Orca: A Program for Mining Distance-Based Outliers

Orca is a program for mining outliers in large multivariate data sets. An outlier is an example that is substantially different from the examples in the reminder of the data. An outlier may have values for an attribute that are unusually large or small, or it may have an unusual combination of values that are rarely seen together.

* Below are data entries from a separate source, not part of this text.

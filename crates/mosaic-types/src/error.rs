//! Error types for the mosaic layout engine.

use std::io;

/// Errors produced while configuring or running a layout pass.
///
/// The first four variants are configuration violations detected by the
/// engine. A pass that hits one of them produces no layout at all.
#[derive(Debug, thiserror::Error)]
pub enum MosaicError {
    #[error("section {section} must have at least one column")]
    NoColumns { section: usize },

    #[error("section {section} has {columns} columns; big-item sections need at least 3 columns")]
    BigItemNeedsThreeColumns { section: usize, columns: usize },

    #[error(
        "interitem spacing {spacing} exceeds available width {available} in section {section}"
    )]
    SpacingExceedsWidth {
        section: usize,
        spacing: f64,
        available: f64,
    },

    #[error("available width must be finite and non-negative, got {0}")]
    InvalidWidth(f64),

    #[error("config error: {0}")]
    Config(String),

    #[error("I/O error: {0}")]
    Io(#[from] io::Error),

    #[error("TOML parse error: {0}")]
    TomlParse(#[from] toml::de::Error),
}

impl MosaicError {
    /// True for errors raised by the engine's configuration checks, as
    /// opposed to failures loading or encoding a scene.
    pub fn is_configuration(&self) -> bool {
        matches!(
            self,
            Self::NoColumns { .. }
                | Self::BigItemNeedsThreeColumns { .. }
                | Self::SpacingExceedsWidth { .. }
                | Self::InvalidWidth(_)
        )
    }
}

/// Convenience alias.
pub type Result<T> = std::result::Result<T, MosaicError>;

Orca mines distance-based outliers. That is, Orca uses the distance from a given example to its nearest neighbors to determine its unusuallness. The intuition is that if there are other examples that are close to the candidate in the feature space, then the example is probably not an outlier. If the nearest examples are substantially different, then the example is likely to be an outlier. Probabilistically, one can view distance-based outliers as identifying candidates that lie at points where the nearest neighbor density estimate is small.

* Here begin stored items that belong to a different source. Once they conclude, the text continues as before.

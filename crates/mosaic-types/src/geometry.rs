//! Geometry primitives: points, sizes, rectangles and edge insets.
//!
//! All values are `f64` in layout points. Rectangles are origin + size with
//! the origin at the top-left corner and `y` growing downwards.

use serde::{Deserialize, Serialize};

/// A point in layout coordinates.
#[derive(Debug, Clone, Copy, Default, PartialEq, Serialize, Deserialize)]
pub struct Point {
    pub x: f64,
    pub y: f64,
}

impl Point {
    /// The origin.
    pub const ZERO: Self = Self::new(0.0, 0.0);

    /// Create a new point.
    pub const fn new(x: f64, y: f64) -> Self {
        Self { x, y }
    }
}

/// A width/height pair.
#[derive(Debug, Clone, Copy, Default, PartialEq, Serialize, Deserialize)]
pub struct Size {
    #[serde(default)]
    pub width: f64,
    #[serde(default)]
    pub height: f64,
}

impl Size {
    /// The empty size.
    pub const ZERO: Self = Self::new(0.0, 0.0);

    /// Create a new size.
    pub const fn new(width: f64, height: f64) -> Self {
        Self { width, height }
    }

    /// True when both dimensions are exactly zero.
    ///
    /// A size with only one zero dimension is not considered zero, which
    /// matches how supplementary views are suppressed.
    pub fn is_zero(&self) -> bool {
        self.width == 0.0 && self.height == 0.0
    }
}

/// A rectangle with position and size.
#[derive(Debug, Clone, Copy, Default, PartialEq, Serialize, Deserialize)]
pub struct Rect {
    pub x: f64,
    pub y: f64,
    pub width: f64,
    pub height: f64,
}

impl Rect {
    /// The empty rectangle at the origin.
    pub const ZERO: Self = Self::new(0.0, 0.0, 0.0, 0.0);

    /// Create a new rectangle.
    pub const fn new(x: f64, y: f64, width: f64, height: f64) -> Self {
        Self {
            x,
            y,
            width,
            height,
        }
    }

    /// Create a rectangle from an origin and a size.
    pub const fn from_origin_size(origin: Point, size: Size) -> Self {
        Self::new(origin.x, origin.y, size.width, size.height)
    }

    pub fn origin(&self) -> Point {
        Point::new(self.x, self.y)
    }

    pub fn size(&self) -> Size {
        Size::new(self.width, self.height)
    }

    pub fn max_x(&self) -> f64 {
        self.x + self.width
    }

    pub fn max_y(&self) -> f64 {
        self.y + self.height
    }

    /// True when the two rectangles share a region of positive area.
    ///
    /// Rectangles that only touch along an edge do not intersect.
    pub fn intersects(&self, other: &Rect) -> bool {
        self.x < other.max_x()
            && other.x < self.max_x()
            && self.y < other.max_y()
            && other.y < self.max_y()
    }
}

/// Insets for the four edges (top, left, bottom, right).
#[derive(Debug, Clone, Copy, Default, PartialEq, Serialize, Deserialize)]
#[serde(default)]
pub struct EdgeInsets {
    pub top: f64,
    pub left: f64,
    pub bottom: f64,
    pub right: f64,
}

impl EdgeInsets {
    /// No inset on any edge.
    pub const ZERO: Self = Self::uniform(0.0);

    /// Create insets with individual edge values.
    pub const fn new(top: f64, left: f64, bottom: f64, right: f64) -> Self {
        Self {
            top,
            left,
            bottom,
            right,
        }
    }

    /// Create insets with the same value on all edges.
    pub const fn uniform(value: f64) -> Self {
        Self::new(value, value, value, value)
    }

    /// Total horizontal inset (left + right).
    pub fn horizontal(&self) -> f64 {
        self.left + self.right
    }

    /// Total vertical inset (top + bottom).
    pub fn vertical(&self) -> f64 {
        self.top + self.bottom
    }
}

Orca will find the top outliers in a multivariate data set. The key features of Orca are:

Orca has excellent scaling properties on large real data sets. Orca can process 1,000,000 census examples in about 20 minutes on a 1.5 Ghz Pentium 4 computer.
Orca only requires a limited amount of main memory to run. It does not require loading the entire database into memory. The typical memory footprint is about 3 MB.
Orca can explain why an example is an outlier. Orca can analyze the features of an example and determine their individual contribution to the unusallness.
Orca has options to allow users to change the outlier score function and the distance measure.

Instructions

The Orca software package comes with two programs, Orca and DPrep. Orca handles all of the computations associated with finding outliers. DPrep converts data sets that are stored as comma delimited text files into binary files for use with Orca. Further instructions can be found here:

Copyright and Disclaimer

This software is Copyright 2003 by the Institute for the Study of Learning and Expertise and it may be freely used for educational and research purposes by non-profit institutions and U.S. Government agencies. Other organizations may use Orca for evaluation purposes only. All further uses require prior approval.

This software is provided "as is" with no warranties of any kind, either expressed or implied, including, but not limited to implied warranties as to the performance, fitness, and merchantability of the software for a particular purpose.

The entire risk of using the software is with the user. The software is provided without any support or obligation to assist with its use. This software may not be sold or redistributed without prior approval.

Usage Requirements

If you use Orca in your research, please cite the paper.

Mining Distance-Based Outliers in Near Linear Time with Randomization and a Simple Pruning Rule

Proceedings of The Ninth ACM SIGKDD International Conference on Knowledge Discovery and Data Mining

If you use Orca in applied work, I would appreciate a brief email describing your problem and how you used Orca to solve it. I am trying to keep track of real applications where Orca has proved useful.

Download

Orca is available as a binary executable for Linux (x86), Microsoft Windows, and Solaris (64 bit). Orca is written in C++ and was compiled with gcc-2.9.6 (Linux) and MinGW32 (Windows).

orca.tar.gz binary for Linux (x86), Windows, and 64 bit Solaris. (2.8 MB compressed; 13.3 MB uncompressed). Last updated 2003-9-30.
orca-src-2004-7-27.tar.gz source code for Orca.

The above tar file includes the Adult census data set originally from the UCI Machine learning repository. The following data sets were used in Bay & Schwabacher (2003) to evaluate an early version of Orca:

Color Histogram
Forest Covertype
Normal30D (192 MB)
Person 1990 (223 MB)
Household 1990 (117 MB)
KDDCup 1999

Most of these additional data sets come from the UCI KDD Archive and the Minnesota Population Center's IPUMS Repository of census microdata. The data set Normal30D is generated from a 30 dimensional Gaussian with the covariance matrix equal to the identity matrix.

2003-5-6